Tell me how many lines in the entries below contain the word "Shared"; reply with the number and nothing else.

[Stored data]
· · · ·

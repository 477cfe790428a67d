//! IMU Cube Core Library - Shared geometry, projection and rendering logic
//!
//! This library provides the core of the attitude viewer: rotating the
//! constant cube by the current orientation, projecting it to the screen and
//! drawing its faces back-to-front. It also defines the angle-source and
//! render-surface seams the host environment plugs into.

pub mod config;
pub mod depth;
pub mod error;
pub mod frame;
pub mod geometry;
pub mod projection;
pub mod reading;
pub mod render;
pub mod source;
pub mod surface;
pub mod transform;

// Re-export commonly used types
pub use config::ViewerConfig;
pub use error::{ConfigError, ReadingError, SourceError, SurfaceError};
pub use frame::{FrameDriver, FrameReport, SimulationState};
pub use geometry::{Cube, Face, Rgb};
pub use projection::{Projector, ScreenPoint};
pub use reading::{parse_line, parse_reading, LineBuffer};
pub use render::{render_cube, RenderStats, RenderStyle};
pub use source::{AngleSource, ScriptedSource, SweepSource};
pub use surface::{Canvas, DrawCommand, RecordingSurface, RenderSurface, TextItem};
pub use transform::{Orientation, Transform};
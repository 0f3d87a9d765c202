//! Module containing the base numerical routines of the crate.

pub mod triangle;
use extendr_api::prelude::*;

use crate::core::base::triangle::fold_triangle;
use crate::utils::r_rust_interface::*;

/// Fold one triangle of a square matrix into the other
///
/// @description Adds each entry of one triangle of a square matrix onto
/// its mirrored counterpart and sets the source entry to zero, leaving
/// the diagonal untouched. WARNING! Incorrect use can cause kernel
/// crashes. Wrapper around the Rust functions with type checks are
/// provided in the package.
///
/// @param x R matrix with doubles. Needs to be square.
/// @param upper Shall the sums end up in the upper triangle. If `FALSE`,
/// they end up in the lower one.
///
/// @returns The folded matrix. Throws an error if `x` is not square.
///
/// @export
#[extendr]
fn rs_fold_triangle(
    x: RMatrix<f64>,
    upper: bool,
) -> extendr_api::Result<extendr_api::RArray<f64, [usize; 2]>> {
    let mat = r_matrix_to_faer(&x);

    let folded = fold_triangle(&mat, upper)?;

    Ok(faer_to_r_matrix(folded.as_ref()))
}

extendr_module! {
  mod r_triangle;
  fn rs_fold_triangle;
}
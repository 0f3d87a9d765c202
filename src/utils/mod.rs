//! Shared helpers for the Rust <> R boundary.

pub mod r_rust_interface;
//! Pure Rust implementations of the functionality exposed to R.

pub mod base;
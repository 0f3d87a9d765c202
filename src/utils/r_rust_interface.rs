//! Conversion helpers between R objects and their Rust representations.

use extendr_api::prelude::*;
use faer::MatRef;

//////////////
// Matrices //
//////////////

/// Transform an R matrix to a faer one
///
/// R matrices are column-major, so the faer view borrows the R data
/// without copying.
pub fn r_matrix_to_faer(x: &RMatrix<f64>) -> faer::MatRef<'_, f64> {
    let ncol = x.ncols();
    let nrow = x.nrows();
    let data = x.data();

    MatRef::from_column_major_slice(data, nrow, ncol)
}

/// Transform a faer into an R matrix
pub fn faer_to_r_matrix(x: faer::MatRef<f64>) -> extendr_api::RArray<f64, [usize; 2]> {
    let nrow = x.nrows();
    let ncol = x.ncols();

    RArray::new_matrix(nrow, ncol, |row, column| x[(row, column)])
}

· · · ·

**Exercise response:**
2